# WHAT TO PRODUCE
When you output the entries, begin with the first line and end with the line containing "pub enum AimMode", keeping each line exactly as it is.

*** Block opens ***

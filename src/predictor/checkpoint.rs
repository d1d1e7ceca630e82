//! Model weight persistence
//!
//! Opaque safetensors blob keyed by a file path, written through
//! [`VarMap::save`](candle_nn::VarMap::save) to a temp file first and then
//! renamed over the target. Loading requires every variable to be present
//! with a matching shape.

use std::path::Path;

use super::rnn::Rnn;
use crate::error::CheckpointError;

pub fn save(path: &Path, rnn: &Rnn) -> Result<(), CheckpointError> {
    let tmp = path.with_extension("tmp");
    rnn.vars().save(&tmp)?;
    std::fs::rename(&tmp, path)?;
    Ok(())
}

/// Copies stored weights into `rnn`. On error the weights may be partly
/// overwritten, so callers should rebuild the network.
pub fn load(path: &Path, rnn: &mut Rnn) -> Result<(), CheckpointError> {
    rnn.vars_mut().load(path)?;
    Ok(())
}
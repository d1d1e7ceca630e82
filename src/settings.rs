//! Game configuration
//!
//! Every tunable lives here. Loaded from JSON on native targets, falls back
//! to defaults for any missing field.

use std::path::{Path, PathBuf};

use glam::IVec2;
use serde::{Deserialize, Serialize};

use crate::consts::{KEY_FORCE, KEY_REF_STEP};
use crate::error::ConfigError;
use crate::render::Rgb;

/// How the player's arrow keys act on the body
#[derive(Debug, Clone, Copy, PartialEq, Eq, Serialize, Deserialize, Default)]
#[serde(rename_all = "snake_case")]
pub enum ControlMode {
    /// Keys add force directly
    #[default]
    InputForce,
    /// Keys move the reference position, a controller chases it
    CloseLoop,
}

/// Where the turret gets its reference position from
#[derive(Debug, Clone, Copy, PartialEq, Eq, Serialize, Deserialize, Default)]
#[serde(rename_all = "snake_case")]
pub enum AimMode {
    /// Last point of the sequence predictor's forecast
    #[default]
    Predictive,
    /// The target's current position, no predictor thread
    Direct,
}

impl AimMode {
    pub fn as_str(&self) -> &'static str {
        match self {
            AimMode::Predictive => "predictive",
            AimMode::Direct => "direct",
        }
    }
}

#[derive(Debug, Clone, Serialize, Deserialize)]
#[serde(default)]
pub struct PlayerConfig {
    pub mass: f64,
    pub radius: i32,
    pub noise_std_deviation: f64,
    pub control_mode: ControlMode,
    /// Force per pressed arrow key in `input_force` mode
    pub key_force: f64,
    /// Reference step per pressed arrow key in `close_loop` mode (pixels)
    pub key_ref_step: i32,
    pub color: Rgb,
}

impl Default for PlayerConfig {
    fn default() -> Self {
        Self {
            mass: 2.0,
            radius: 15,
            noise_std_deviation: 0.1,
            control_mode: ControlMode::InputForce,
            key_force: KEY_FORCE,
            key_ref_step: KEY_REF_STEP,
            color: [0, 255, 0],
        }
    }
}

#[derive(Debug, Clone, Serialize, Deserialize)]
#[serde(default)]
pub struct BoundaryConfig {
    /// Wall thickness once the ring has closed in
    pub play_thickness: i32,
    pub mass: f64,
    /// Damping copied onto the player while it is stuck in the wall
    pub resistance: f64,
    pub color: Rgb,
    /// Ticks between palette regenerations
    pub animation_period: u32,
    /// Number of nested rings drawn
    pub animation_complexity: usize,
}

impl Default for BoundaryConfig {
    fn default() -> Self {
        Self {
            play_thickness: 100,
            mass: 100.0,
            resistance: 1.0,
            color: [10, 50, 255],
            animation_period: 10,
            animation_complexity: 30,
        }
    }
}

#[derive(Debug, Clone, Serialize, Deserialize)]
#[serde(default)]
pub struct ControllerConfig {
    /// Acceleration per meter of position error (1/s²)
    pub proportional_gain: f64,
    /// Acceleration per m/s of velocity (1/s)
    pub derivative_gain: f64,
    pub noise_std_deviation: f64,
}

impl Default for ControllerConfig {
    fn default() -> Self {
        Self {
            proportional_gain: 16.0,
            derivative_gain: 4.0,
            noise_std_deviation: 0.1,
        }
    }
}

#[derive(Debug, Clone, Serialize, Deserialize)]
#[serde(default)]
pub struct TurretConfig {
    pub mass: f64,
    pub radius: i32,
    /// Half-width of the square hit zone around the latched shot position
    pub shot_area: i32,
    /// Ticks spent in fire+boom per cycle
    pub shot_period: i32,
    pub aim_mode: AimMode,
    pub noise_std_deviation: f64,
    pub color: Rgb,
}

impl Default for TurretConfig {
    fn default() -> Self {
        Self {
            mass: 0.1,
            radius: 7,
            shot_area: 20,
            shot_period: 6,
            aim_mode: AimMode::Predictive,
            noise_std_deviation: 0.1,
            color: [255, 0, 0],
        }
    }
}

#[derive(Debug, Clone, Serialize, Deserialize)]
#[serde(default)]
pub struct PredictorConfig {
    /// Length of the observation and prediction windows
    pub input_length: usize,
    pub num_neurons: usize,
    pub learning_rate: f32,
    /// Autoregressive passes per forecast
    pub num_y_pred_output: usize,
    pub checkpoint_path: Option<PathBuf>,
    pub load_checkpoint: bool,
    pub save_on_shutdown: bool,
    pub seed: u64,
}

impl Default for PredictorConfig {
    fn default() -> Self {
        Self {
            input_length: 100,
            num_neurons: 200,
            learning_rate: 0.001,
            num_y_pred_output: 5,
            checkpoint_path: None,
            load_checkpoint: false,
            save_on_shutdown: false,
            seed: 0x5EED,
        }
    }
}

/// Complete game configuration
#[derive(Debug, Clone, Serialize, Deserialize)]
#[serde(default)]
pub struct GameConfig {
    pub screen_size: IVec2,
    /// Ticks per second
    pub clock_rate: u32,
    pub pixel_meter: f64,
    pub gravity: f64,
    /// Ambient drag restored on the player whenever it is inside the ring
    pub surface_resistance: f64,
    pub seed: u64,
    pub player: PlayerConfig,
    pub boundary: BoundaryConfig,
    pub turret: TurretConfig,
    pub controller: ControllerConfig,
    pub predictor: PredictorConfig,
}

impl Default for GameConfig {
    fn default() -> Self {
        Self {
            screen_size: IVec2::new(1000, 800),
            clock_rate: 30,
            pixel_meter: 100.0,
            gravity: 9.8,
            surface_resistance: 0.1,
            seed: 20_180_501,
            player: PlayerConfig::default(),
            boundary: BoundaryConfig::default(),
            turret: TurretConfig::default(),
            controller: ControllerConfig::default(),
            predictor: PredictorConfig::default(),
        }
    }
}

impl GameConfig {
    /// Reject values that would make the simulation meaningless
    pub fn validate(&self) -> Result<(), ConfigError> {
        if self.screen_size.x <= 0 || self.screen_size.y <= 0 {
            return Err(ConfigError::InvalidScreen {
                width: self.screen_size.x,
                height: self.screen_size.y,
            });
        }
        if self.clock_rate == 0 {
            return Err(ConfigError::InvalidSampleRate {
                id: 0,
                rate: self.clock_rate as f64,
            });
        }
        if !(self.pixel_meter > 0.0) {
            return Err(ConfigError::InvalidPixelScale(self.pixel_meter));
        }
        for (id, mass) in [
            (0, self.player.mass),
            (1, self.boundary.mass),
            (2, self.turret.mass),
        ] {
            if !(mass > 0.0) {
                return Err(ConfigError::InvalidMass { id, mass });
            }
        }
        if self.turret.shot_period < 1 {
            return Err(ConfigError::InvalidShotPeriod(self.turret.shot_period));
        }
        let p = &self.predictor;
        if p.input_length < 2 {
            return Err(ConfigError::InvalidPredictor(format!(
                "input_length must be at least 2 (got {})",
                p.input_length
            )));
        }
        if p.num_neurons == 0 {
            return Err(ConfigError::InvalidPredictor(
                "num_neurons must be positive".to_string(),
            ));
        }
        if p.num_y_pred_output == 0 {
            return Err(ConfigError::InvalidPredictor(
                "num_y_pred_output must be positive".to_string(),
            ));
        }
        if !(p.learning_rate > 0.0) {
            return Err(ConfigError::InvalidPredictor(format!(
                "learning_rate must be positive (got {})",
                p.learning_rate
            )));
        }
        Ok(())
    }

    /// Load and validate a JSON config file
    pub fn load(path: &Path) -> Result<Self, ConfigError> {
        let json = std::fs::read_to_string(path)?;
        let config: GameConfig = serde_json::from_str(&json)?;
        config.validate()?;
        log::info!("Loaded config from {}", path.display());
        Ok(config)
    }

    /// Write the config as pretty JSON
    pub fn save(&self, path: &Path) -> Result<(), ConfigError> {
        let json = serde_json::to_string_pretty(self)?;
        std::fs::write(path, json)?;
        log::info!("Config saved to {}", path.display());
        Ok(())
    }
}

*** Block closes ***

# RESPONSE TO THE EXERCISE
filename src/predictor/checkpoint.rs
repository d1d1e7ceca630e82
//! Model weight persistence
//!
//! Opaque safetensors blob keyed by a file path, written through
//! [`VarMap::save`](candle_nn::VarMap::save) to a temp file first and then
//! renamed over the target. Loading requires every variable to be present
//! with a matching shape.

use std::path::Path;

use super::rnn::Rnn;
use crate::error::CheckpointError;

pub fn save(path: &Path, rnn: &Rnn) -> Result<(), CheckpointError> {
    let tmp = path.with_extension("tmp");
    rnn.vars().save(&tmp)?;
    std::fs::rename(&tmp, path)?;
    Ok(())
}

/// Copies stored weights into `rnn`. On error the weights may be partly
/// overwritten, so callers should rebuild the network.
pub fn load(path: &Path, rnn: &mut Rnn) -> Result<(), CheckpointError> {
    rnn.vars_mut().load(path)?;
    Ok(())
}
repository d1d1e7ceca630e82
filename src/settings.rs
//! Game configuration
//!
//! Every tunable lives here. Loaded from JSON on native targets, falls back
//! to defaults for any missing field.

use std::path::{Path, PathBuf};

use glam::IVec2;
use serde::{Deserialize, Serialize};

use crate::consts::{KEY_FORCE, KEY_REF_STEP};
use crate::error::ConfigError;
use crate::render::Rgb;

/// How the player's arrow keys act on the body
#[derive(Debug, Clone, Copy, PartialEq, Eq, Serialize, Deserialize, Default)]
#[serde(rename_all = "snake_case")]
pub enum ControlMode {
    /// Keys add force directly
    #[default]
    InputForce,
    /// Keys move the reference position, a controller chases it
    CloseLoop,
}

/// Where the turret gets its reference position from
#[derive(Debug, Clone, Copy, PartialEq, Eq, Serialize, Deserialize, Default)]
#[serde(rename_all = "snake_case")]
pub enum AimMode {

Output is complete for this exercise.